Targeted GPX4 Degradation Mediated by Hypoxia-Overcoming Nano-PDTACs for Synergistic Ferroptosis-Immunotherapy.

For triple-negative breast cancer (TNBC), ferroptosis is a promising therapeutic strategy, with photodynamic therapy (PDT) being an effective method to induce it. However, PDT-induced ferroptosis has limitations such as poor tumor targeting, unclear target specificity, and hypoxia. Thus, we developed a novel nano-photodegradation-targeting chimera (Nano-PDTAC) that achieves efficient ferroptosis in TNBC cells. The Nano-PDTAC (PCN@Pt-TR) is constructed by attaching a GPX4-targeting peptide (T) and a tumor-targeting peptide (R) to platinum nanozyme-modified iron-porphyrin frameworks (PCN@Pt).
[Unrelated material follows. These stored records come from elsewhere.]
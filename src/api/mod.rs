//! HTTP API.
//!
//! Routes:
//! - `POST /search`, `GET /search` - embed-and-query (JSON body)
//! - `GET /health` - liveness and encoder details
//! - `GET /metrics` - Prometheus scrape endpoint (when enabled)

mod handlers;

pub use handlers::HealthResponse;

use axum::http::HeaderValue;
use axum::routing::{get, post};
use axum::Router;
use std::future::Future;
use std::time::Instant;
use tower_http::cors::{AllowHeaders, AllowMethods, AllowOrigin, CorsLayer};
use tower_http::trace::TraceLayer;
use tracing::{info, warn};

use crate::config::ApiSettings;
use crate::error::{Error, Result};
use crate::search::SearchHandler;
use crate::telemetry::MetricsService;

/// State shared by all routes.
#[derive(Clone)]
pub struct AppState {
    /// Request handler (encoder + vector store)
    pub handler: SearchHandler,
    /// When the server started
    pub start_time: Instant,
    /// Prometheus exporter, if installed
    pub metrics: Option<MetricsService>,
}

impl AppState {
    /// State without a metrics exporter.
    pub fn new(handler: SearchHandler) -> Self {
        Self {
            handler,
            start_time: Instant::now(),
            metrics: None,
        }
    }

    /// Attach the Prometheus exporter.
    pub fn with_metrics(mut self, metrics: MetricsService) -> Self {
        self.metrics = Some(metrics);
        self
    }
}

/// HTTP server for the search gateway.
pub struct ApiServer {
    settings: ApiSettings,
    metrics_path: String,
    state: AppState,
}

impl ApiServer {
    /// Create a server with shared state.
    pub fn with_state(settings: ApiSettings, state: AppState) -> Self {
        Self {
            settings,
            metrics_path: "/metrics".to_string(),
            state,
        }
    }

    /// Serve metrics on a different route.
    pub fn with_metrics_path(mut self, path: impl Into<String>) -> Self {
        self.metrics_path = path.into();
        self
    }

    /// Build the router with all routes and layers.
    pub fn router(&self) -> Router {
        let mut router = Router::new()
            .route("/search", post(handlers::search).get(handlers::search))
            .route("/health", get(handlers::health));

        if self.state.metrics.is_some() {
            router = router.route(&self.metrics_path, get(handlers::metrics));
        }

        let router = router
            .with_state(self.state.clone())
            .layer(TraceLayer::new_for_http());

        if self.settings.cors_enabled {
            router.layer(self.cors_layer())
        } else {
            router
        }
    }

    /// Browsers may call from any listed origin with credentials; `*` mirrors
    /// the caller's origin back.
    fn cors_layer(&self) -> CorsLayer {
        let origin = if self.settings.cors_origins.iter().any(|o| o == "*") {
            AllowOrigin::mirror_request()
        } else {
            let origins: Vec<HeaderValue> = self
                .settings
                .cors_origins
                .iter()
                .filter_map(|o| match o.parse::<HeaderValue>() {
                    Ok(value) => Some(value),
                    Err(_) => {
                        warn!("Ignoring invalid CORS origin: {}", o);
                        None
                    }
                })
                .collect();
            AllowOrigin::list(origins)
        };

        CorsLayer::new()
            .allow_origin(origin)
            .allow_methods(AllowMethods::mirror_request())
            .allow_headers(AllowHeaders::mirror_request())
            .allow_credentials(true)
    }

    /// Bind and serve until `shutdown` resolves.
    pub async fn run(self, shutdown: impl Future<Output = ()> + Send + 'static) -> Result<()> {
        let listener = tokio::net::TcpListener::bind(&self.settings.listen_address)
            .await
            .map_err(|e| {
                Error::Api(format!(
                    "Failed to bind {}: {}",
                    self.settings.listen_address, e
                ))
            })?;
        info!("API server listening on {}", listener.local_addr()?);

        axum::serve(listener, self.router())
            .with_graceful_shutdown(shutdown)
            .await
            .map_err(|e| Error::Api(format!("Server error: {}", e)))
    }
}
PCN@Pt-TR enhances tumor targeting by binding to the αvβ3 integrin receptor on tumor cell surfaces, and it has potential for magnetic resonance imaging (MRI)-guided therapy. Once inside tumor cells, PCN@Pt-TR efficiently induces ferroptosis by targeting and degrading the GPX4 protein. Crucially, the O produced by the Pt nanozyme continuously replenished, sustaining the degradation. Additionally, tumor cells undergoing ferroptosis mediated by Nano-PDTAC can induce immunogenic cell death (ICD), and enhance the effectiveness of immune checkpoint blockade. Thus, this is a valuable approach for inducing ferroptosis based on GPX4-targeted Nano-PDTAC, which can overcome the many issues associated with traditional photosensitizers in ferroptosis and may advance the application of ferroptosis in tumor immunotherapy.